Example 2: How to calculate the option for paying the bond as a mixture of lump sum and periodic payment
Mrs Winter owns her home. She is a widow and about to go into residential care.Her house is worth about $150,000. Mrs Winter's other assets amount to $87,500. Her total assets are $237,500.
She must be left with at least $36,000. Thus, the maximum bond Mrs Winter can pay is $201,500.
The aged care provider asks her to pay $100,000.
Mrs Winter has read that she can pay a bond by a lump sum, in periodic payments, or a combination of both. If she pays a combination of both and the lump sum is large enough to cover the amount the aged care provider can keep, she will only need to pay a small periodic amount made up of the interest that the aged care provider would normally earn on the lump sum.

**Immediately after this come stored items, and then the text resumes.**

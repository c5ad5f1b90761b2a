use async_trait::async_trait;
use std::path::Path;

use super::{Acquired, AcquireStrategy};
use crate::utils;

/// Copies a local video file into the job's working directory.
///
/// The copy keeps the job-ownership invariant: the original file belongs to
/// the caller and must survive cleanup, so the job works on its own copy.
pub struct LocalFileStrategy;

impl LocalFileStrategy {
    pub fn new() -> Self {
        Self
    }
}

impl Default for LocalFileStrategy {
    fn default() -> Self {
        Self::new()
    }
}

#[async_trait]
impl AcquireStrategy for LocalFileStrategy {
    fn name(&self) -> &'static str {
        "local-file"
    }

    fn supports(&self, source: &str) -> bool {
        utils::is_local_reference(source) && Path::new(source).is_file()
    }

    async fn fetch(&self, source: &str, dest_dir: &Path) -> anyhow::Result<Acquired> {
        let source_path = Path::new(source);

        let extension = source_path
            .extension()
            .map(|e| e.to_string_lossy().to_string())
            .unwrap_or_else(|| "mp4".to_string());
        let dest = dest_dir.join(format!("source.{}", extension));

        tokio::fs::copy(source_path, &dest).await?;

        let title = source_path
            .file_stem()
            .map(|s| s.to_string_lossy().to_string());

        Ok(Acquired { path: dest, title })
    }
}
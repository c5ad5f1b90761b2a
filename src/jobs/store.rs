//! Job persistence seam and the default in-memory store.

use async_trait::async_trait;
use chrono::Utc;
use std::collections::HashMap;
use std::path::PathBuf;
use std::time::Duration;
use tokio::sync::RwLock;

use super::{Job, JobId, JobStatus};
use crate::ErrorKind;

#[derive(Debug, thiserror::Error)]
pub enum StoreError {
    #[error("job {0} not found")]
    NotFound(JobId),
}

/// Persistence seam for job records.
///
/// Mutations stamp `updated_at`; purge eligibility is measured from the
/// last update so a job's retention clock starts at its terminal transition.
#[async_trait]
pub trait JobStore: Send + Sync {
    async fn insert(&self, job: Job) -> Result<(), StoreError>;

    async fn get(&self, id: JobId) -> Result<Job, StoreError>;

    async fn set_running(&self, id: JobId) -> Result<(), StoreError>;

    async fn set_progress(&self, id: JobId, progress: u8) -> Result<(), StoreError>;

    /// Terminal success: stores the document path and pins progress at 100
    async fn complete(&self, id: JobId, result: PathBuf) -> Result<(), StoreError>;

    /// Terminal failure: stores the taxonomy kind and the cause
    async fn fail(&self, id: JobId, kind: ErrorKind, message: String) -> Result<(), StoreError>;

    /// Remove terminal jobs older than `retention`, returning how many
    async fn purge_expired(&self, retention: Duration) -> usize;
}

/// Default store backed by a shared map
pub struct InMemoryJobStore {
    jobs: RwLock<HashMap<JobId, Job>>,
}

impl InMemoryJobStore {
    pub fn new() -> Self {
        Self {
            jobs: RwLock::new(HashMap::new()),
        }
    }

    async fn update(&self, id: JobId, apply: impl FnOnce(&mut Job)) -> Result<(), StoreError> {
        let mut jobs = self.jobs.write().await;
        let job = jobs.get_mut(&id).ok_or(StoreError::NotFound(id))?;
        apply(job);
        job.updated_at = Utc::now();
        Ok(())
    }
}

impl Default for InMemoryJobStore {
    fn default() -> Self {
        Self::new()
    }
}

#[async_trait]
impl JobStore for InMemoryJobStore {
    async fn insert(&self, job: Job) -> Result<(), StoreError> {
        self.jobs.write().await.insert(job.id, job);
        Ok(())
    }

    async fn get(&self, id: JobId) -> Result<Job, StoreError> {
        self.jobs
            .read()
            .await
            .get(&id)
            .cloned()
            .ok_or(StoreError::NotFound(id))
    }

    async fn set_running(&self, id: JobId) -> Result<(), StoreError> {
        self.update(id, |job| job.status = JobStatus::Running).await
    }

    async fn set_progress(&self, id: JobId, progress: u8) -> Result<(), StoreError> {
        self.update(id, |job| job.progress = progress.min(100)).await
    }

    async fn complete(&self, id: JobId, result: PathBuf) -> Result<(), StoreError> {
        self.update(id, |job| {
            job.status = JobStatus::Succeeded;
            job.progress = 100;
            job.result = Some(result);
        })
        .await
    }

    async fn fail(&self, id: JobId, kind: ErrorKind, message: String) -> Result<(), StoreError> {
        self.update(id, |job| {
            job.status = JobStatus::Failed;
            job.error = Some(message);
            job.error_kind = Some(kind);
        })
        .await
    }

    async fn purge_expired(&self, retention: Duration) -> usize {
        let cutoff = Utc::now()
            - chrono::Duration::from_std(retention).unwrap_or_else(|_| chrono::Duration::zero());

        let mut jobs = self.jobs.write().await;
        let before = jobs.len();
        jobs.retain(|_, job| !(job.status.is_terminal() && job.updated_at < cutoff));
        before - jobs.len()
    }
}

#[cfg(test)]
mod tests {
    use super::*;

    #[tokio::test]
    async fn test_lifecycle_queued_running_succeeded() {
        let store = InMemoryJobStore::new();
        let job = Job::new("video.mp4");
        let id = job.id;
        store.insert(job).await.unwrap();

        store.set_running(id).await.unwrap();
        assert_eq!(store.get(id).await.unwrap().status, JobStatus::Running);

        store.set_progress(id, 50).await.unwrap();
        assert_eq!(store.get(id).await.unwrap().progress, 50);

        store.complete(id, PathBuf::from("output/doc.md")).await.unwrap();
        let job = store.get(id).await.unwrap();
        assert_eq!(job.status, JobStatus::Succeeded);
        assert_eq!(job.progress, 100);
        assert_eq!(job.result, Some(PathBuf::from("output/doc.md")));
    }

    #[tokio::test]
    async fn test_failed_job_carries_kind_and_cause() {
        let store = InMemoryJobStore::new();
        let job = Job::new("video.mp4");
        let id = job.id;
        store.insert(job).await.unwrap();

        store
            .fail(id, ErrorKind::Timeout, "exceeded the 1800s job time limit".to_string())
            .await
            .unwrap();

        let job = store.get(id).await.unwrap();
        assert_eq!(job.status, JobStatus::Failed);
        assert_eq!(job.error_kind, Some(ErrorKind::Timeout));
        assert!(job.error.unwrap().contains("1800"));
    }

    #[tokio::test]
    async fn test_unknown_job_is_not_found() {
        let store = InMemoryJobStore::new();
        assert!(matches!(
            store.get(JobId::new()).await,
            Err(StoreError::NotFound(_))
        ));
    }

    #[tokio::test]
    async fn test_purge_removes_only_expired_terminal_jobs() {
        let store = InMemoryJobStore::new();

        let running = Job::new("a.mp4");
        let running_id = running.id;
        store.insert(running).await.unwrap();
        store.set_running(running_id).await.unwrap();

        let mut old_done = Job::new("b.mp4");
        old_done.status = JobStatus::Succeeded;
        old_done.updated_at = Utc::now() - chrono::Duration::hours(2);
        let old_done_id = old_done.id;
        store.insert(old_done).await.unwrap();

        let mut fresh_done = Job::new("c.mp4");
        fresh_done.status = JobStatus::Succeeded;
        let fresh_done_id = fresh_done.id;
        store.insert(fresh_done).await.unwrap();

        let purged = store.purge_expired(Duration::from_secs(3600)).await;
        assert_eq!(purged, 1);
        assert!(store.get(old_done_id).await.is_err());
        assert!(store.get(running_id).await.is_ok());
        assert!(store.get(fresh_done_id).await.is_ok());
    }
}
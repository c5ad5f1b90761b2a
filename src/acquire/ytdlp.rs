use async_trait::async_trait;
use serde_json::Value;
use std::path::{Path, PathBuf};
use std::process::Stdio;
use tokio::process::Command;

use super::{Acquired, AcquireStrategy};
use crate::utils;

/// Primary remote fetch via yt-dlp
pub struct YtDlpStrategy {
    yt_dlp_path: String,
    cookies_file: Option<PathBuf>,
}

impl YtDlpStrategy {
    pub fn new(cookies_file: Option<PathBuf>) -> Self {
        Self {
            yt_dlp_path: "yt-dlp".to_string(),
            cookies_file,
        }
    }

    /// Check if yt-dlp is available
    pub async fn check_availability(&self) -> bool {
        Command::new(&self.yt_dlp_path)
            .arg("--version")
            .stdout(Stdio::piped())
            .stderr(Stdio::piped())
            .output()
            .await
            .map(|output| output.status.success())
            .unwrap_or(false)
    }
}

#[async_trait]
impl AcquireStrategy for YtDlpStrategy {
    fn name(&self) -> &'static str {
        "yt-dlp"
    }

    fn supports(&self, source: &str) -> bool {
        utils::validate_and_normalize_url(source).is_ok()
    }

    async fn fetch(&self, source: &str, dest_dir: &Path) -> anyhow::Result<Acquired> {
        if !self.check_availability().await {
            anyhow::bail!("yt-dlp is not available on PATH");
        }

        let output_template = dest_dir.join("source.%(ext)s");

        let mut command = Command::new(&self.yt_dlp_path);
        command.args([
            "--output",
            &output_template.to_string_lossy(),
            "--format",
            "bestvideo[ext=mp4]+bestaudio[ext=m4a]/best[ext=mp4]/best",
            "--no-playlist",
            "--print-json",
        ]);

        if let Some(cookies) = &self.cookies_file {
            command.args(["--cookies", &cookies.to_string_lossy()]);
        }

        command.arg(source);

        let output = command
            .stdout(Stdio::piped())
            .stderr(Stdio::piped())
            .output()
            .await?;

        if !output.status.success() {
            let error = String::from_utf8_lossy(&output.stderr);
            anyhow::bail!("yt-dlp failed: {}", error);
        }

        let info: Value = serde_json::from_slice(&output.stdout)?;

        let title = info["title"].as_str().map(|s| s.to_string());
        let ext = info["ext"].as_str().unwrap_or("mp4");
        let path = dest_dir.join(format!("source.{}", ext));

        if !path.exists() {
            // Merged downloads may land under a different extension
            let fallback = find_downloaded_file(dest_dir)?;
            return Ok(Acquired {
                path: fallback,
                title,
            });
        }

        Ok(Acquired { path, title })
    }
}

fn find_downloaded_file(dest_dir: &Path) -> anyhow::Result<PathBuf> {
    for entry in fs_err::read_dir(dest_dir)? {
        let entry = entry?;
        let path = entry.path();
        if path.is_file()
            && path
                .file_stem()
                .map(|s| s == "source")
                .unwrap_or(false)
        {
            return Ok(path);
        }
    }
    anyhow::bail!("yt-dlp reported success but no output file was found")
}
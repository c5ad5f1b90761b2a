//! Job lifecycle: identifiers, the status state machine, persistence, and
//! the orchestrator that drives submissions through the pipeline.

pub mod store;
pub mod worker;

pub use store::{InMemoryJobStore, JobStore, StoreError};
pub use worker::Orchestrator;

use chrono::{DateTime, Utc};
use serde::{Deserialize, Serialize};
use std::path::PathBuf;
use uuid::Uuid;

use crate::ErrorKind;

/// Opaque job identifier handed back at submission
#[derive(Debug, Clone, Copy, PartialEq, Eq, Hash, Serialize, Deserialize)]
#[serde(transparent)]
pub struct JobId(Uuid);

impl JobId {
    pub fn new() -> Self {
        Self(Uuid::new_v4())
    }
}

impl Default for JobId {
    fn default() -> Self {
        Self::new()
    }
}

impl std::fmt::Display for JobId {
    fn fmt(&self, f: &mut std::fmt::Formatter<'_>) -> std::fmt::Result {
        write!(f, "{}", self.0)
    }
}

/// Job state machine: queued -> running -> succeeded | failed.
///
/// Terminal states never transition again.
#[derive(Debug, Clone, Copy, PartialEq, Eq, Serialize, Deserialize)]
#[serde(rename_all = "lowercase")]
pub enum JobStatus {
    Queued,
    Running,
    Succeeded,
    Failed,
}

impl JobStatus {
    pub fn is_terminal(&self) -> bool {
        matches!(self, JobStatus::Succeeded | JobStatus::Failed)
    }
}

impl std::fmt::Display for JobStatus {
    fn fmt(&self, f: &mut std::fmt::Formatter<'_>) -> std::fmt::Result {
        let name = match self {
            JobStatus::Queued => "queued",
            JobStatus::Running => "running",
            JobStatus::Succeeded => "succeeded",
            JobStatus::Failed => "failed",
        };
        write!(f, "{}", name)
    }
}

/// A single processing job and its observable state
#[derive(Debug, Clone, Serialize, Deserialize)]
pub struct Job {
    pub id: JobId,
    pub source: String,
    pub status: JobStatus,

    /// Coarse checkpoints: 0 accepted, 50 media ready, 100 document written
    pub progress: u8,

    /// Path of the finished document, set on success
    pub result: Option<PathBuf>,

    /// Human-readable cause, set on failure
    pub error: Option<String>,

    /// Taxonomy discriminant of the failure, set alongside `error`
    pub error_kind: Option<ErrorKind>,

    pub created_at: DateTime<Utc>,
    pub updated_at: DateTime<Utc>,
}

impl Job {
    pub fn new(source: impl Into<String>) -> Self {
        let now = Utc::now();
        Self {
            id: JobId::new(),
            source: source.into(),
            status: JobStatus::Queued,
            progress: 0,
            result: None,
            error: None,
            error_kind: None,
            created_at: now,
            updated_at: now,
        }
    }
}
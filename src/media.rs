use anyhow::Result;
use serde::{Deserialize, Serialize};
use std::path::{Path, PathBuf};
use tokio::process::Command;

/// Kind of a transient media file owned by a job
#[derive(Debug, Clone, Copy, PartialEq, Eq, Serialize, Deserialize)]
#[serde(rename_all = "lowercase")]
pub enum AssetKind {
    Video,
    Audio,
}

/// A media file created by and owned by a single job.
///
/// Assets live under the job's private working subdirectory and are removed
/// unconditionally when the job reaches a terminal state.
#[derive(Debug, Clone)]
pub struct MediaAsset {
    pub path: PathBuf,
    pub kind: AssetKind,
    pub size_bytes: u64,
}

impl MediaAsset {
    /// Wrap an existing file as an asset, capturing its current byte size
    pub fn from_path(path: PathBuf, kind: AssetKind) -> Result<Self> {
        let metadata = fs_err::metadata(&path)?;
        Ok(Self {
            path,
            kind,
            size_bytes: metadata.len(),
        })
    }
}

/// Container-level information from ffprobe
#[derive(Debug, Clone, Default)]
pub struct ProbeInfo {
    pub duration: Option<f64>,
    pub has_video: bool,
    pub has_audio: bool,
}

/// Inspect a media file with ffprobe
pub async fn probe(path: &Path) -> Result<ProbeInfo> {
    let output = Command::new("ffprobe")
        .args([
            "-v",
            "quiet",
            "-print_format",
            "json",
            "-show_format",
            "-show_streams",
            &path.to_string_lossy(),
        ])
        .output()
        .await?;

    if !output.status.success() {
        let error = String::from_utf8_lossy(&output.stderr);
        anyhow::bail!("ffprobe failed for {}: {}", path.display(), error);
    }

    let info: serde_json::Value = serde_json::from_slice(&output.stdout)?;

    let duration = info["format"]["duration"]
        .as_str()
        .and_then(|d| d.parse::<f64>().ok());

    let empty_vec = vec![];
    let streams = info["streams"].as_array().unwrap_or(&empty_vec);
    let has_video = streams
        .iter()
        .any(|stream| stream["codec_type"].as_str() == Some("video"));
    let has_audio = streams
        .iter()
        .any(|stream| stream["codec_type"].as_str() == Some("audio"));

    Ok(ProbeInfo {
        duration,
        has_video,
        has_audio,
    })
}

/// Validate that a candidate file is a decodable video container of
/// non-trivial size
pub async fn validate_video(path: &Path, min_bytes: u64) -> Result<()> {
    let metadata = fs_err::metadata(path)?;
    if metadata.len() < min_bytes {
        anyhow::bail!(
            "candidate {} is too small: {} bytes",
            path.display(),
            metadata.len()
        );
    }

    let info = probe(path).await?;
    if !info.has_video {
        anyhow::bail!("candidate {} has no video stream", path.display());
    }

    Ok(())
}
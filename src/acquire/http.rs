use async_trait::async_trait;
use futures_util::StreamExt;
use reqwest::Client;
use std::io::Write;
use std::path::Path;
use std::time::Duration;
use url::Url;

use super::{Acquired, AcquireStrategy};
use crate::utils;

/// Generic HTTP streaming fetch, used when yt-dlp cannot handle the source
pub struct HttpFetchStrategy {
    client: Client,
}

impl HttpFetchStrategy {
    pub fn new() -> Self {
        let client = Client::builder()
            .connect_timeout(Duration::from_secs(15))
            .timeout(Duration::from_secs(600))
            .build()
            .unwrap_or_default();

        Self { client }
    }

    /// Derive a display title from the URL's final path segment
    fn title_from_url(url: &str) -> Option<String> {
        let parsed = Url::parse(url).ok()?;
        parsed
            .path_segments()
            .and_then(|segments| segments.last())
            .filter(|filename| !filename.is_empty())
            .map(|filename| {
                let name = match filename.rfind('.') {
                    Some(dot_pos) => &filename[..dot_pos],
                    None => filename,
                };
                urlencoding::decode(name)
                    .unwrap_or_else(|_| name.into())
                    .replace(['_', '-'], " ")
            })
    }

    fn extension_from_url(url: &str) -> String {
        Url::parse(url)
            .ok()
            .and_then(|parsed| {
                parsed
                    .path_segments()
                    .and_then(|segments| segments.last().map(|s| s.to_string()))
            })
            .and_then(|filename| {
                Path::new(&filename)
                    .extension()
                    .map(|e| e.to_string_lossy().to_string())
            })
            .unwrap_or_else(|| "mp4".to_string())
    }
}

impl Default for HttpFetchStrategy {
    fn default() -> Self {
        Self::new()
    }
}

#[async_trait]
impl AcquireStrategy for HttpFetchStrategy {
    fn name(&self) -> &'static str {
        "http-fetch"
    }

    fn supports(&self, source: &str) -> bool {
        utils::validate_and_normalize_url(source).is_ok()
    }

    async fn fetch(&self, source: &str, dest_dir: &Path) -> anyhow::Result<Acquired> {
        let response = self.client.get(source).send().await?;

        if !response.status().is_success() {
            anyhow::bail!("HTTP {} fetching {}", response.status(), source);
        }

        let dest = dest_dir.join(format!("fetched.{}", Self::extension_from_url(source)));
        let mut file = fs_err::File::create(&dest)?;

        let mut stream = response.bytes_stream();
        while let Some(chunk) = stream.next().await {
            let chunk = chunk?;
            file.write_all(&chunk)?;
        }

        Ok(Acquired {
            path: dest,
            title: Self::title_from_url(source),
        })
    }
}

#[cfg(test)]
mod tests {
    use super::*;

    #[test]
    fn test_title_from_url() {
        assert_eq!(
            HttpFetchStrategy::title_from_url("https://cdn.example.com/my_great-talk.mp4"),
            Some("my great talk".to_string())
        );
        assert_eq!(HttpFetchStrategy::title_from_url("not a url"), None);
    }

    #[test]
    fn test_extension_from_url() {
        assert_eq!(
            HttpFetchStrategy::extension_from_url("https://example.com/clip.webm"),
            "webm"
        );
        assert_eq!(
            HttpFetchStrategy::extension_from_url("https://example.com/clip"),
            "mp4"
        );
    }
}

The aged care provider explains that Mrs Winter can make this payment either monthly or fortnightly.
She agrees to pay a mixture of lump sum and periodic payment as this best suits her situation. Her lump sum payment is $70,000 leaving $30,000 on which she must pay interest.
At an interest rate of 10%**, the annual cost of the periodic payment would be the interest of $3,000 a year or $250 a month.
So as well as paying $70,000 as a lump sum, Mrs Winter agrees to pay $250 every month. In this way she meets her agreement for a $100,000 total bond.
Mrs Winter also decides to rent out her former home and uses the rental income to pay the periodic payments. Her home is exempt from the pension assets test and the rental income is not counted for the pension income test while she is required to make the periodic payments.
The amount of the bond returned to Mrs Winter or her estate, after deducting the retention amounts, on leaving would be:
• after one year $66,412
• after two years $62,824
• after three years $59,236
• after four years $55,648
• after five years or more $52,060
** The figure of 10% has been used for ease of calculation. It should be noted that the maximum permissible interest rate which can be charged is announced quarterly by the Australian Government Department of Health and Ageing. The current rate can be obtained by contacting the Aged Care Information Line on 1800 500 853*.
Note: Reference to a partner and/or couple includes both opposite and same sex couples.
*Cost of phone calls
- Calls to 1800 numbers are generally free to the caller when made from a land line.
Calls to 13 or 1300 numbers are charged at a low fixed amount to the caller when made from a land line.
All calls made from mobile phones are charged at the rates applicable to each phone provider.
All calls made from public phones are charged at the rates applicable to each phone provider.
Disclaimer: This document is only a guide to the Government’s law and policies, and cannot take account of individual circumstances. The Australian Government Department of Health and Ageing recommends that you seek appropriate professional advice relevant to your particular situation.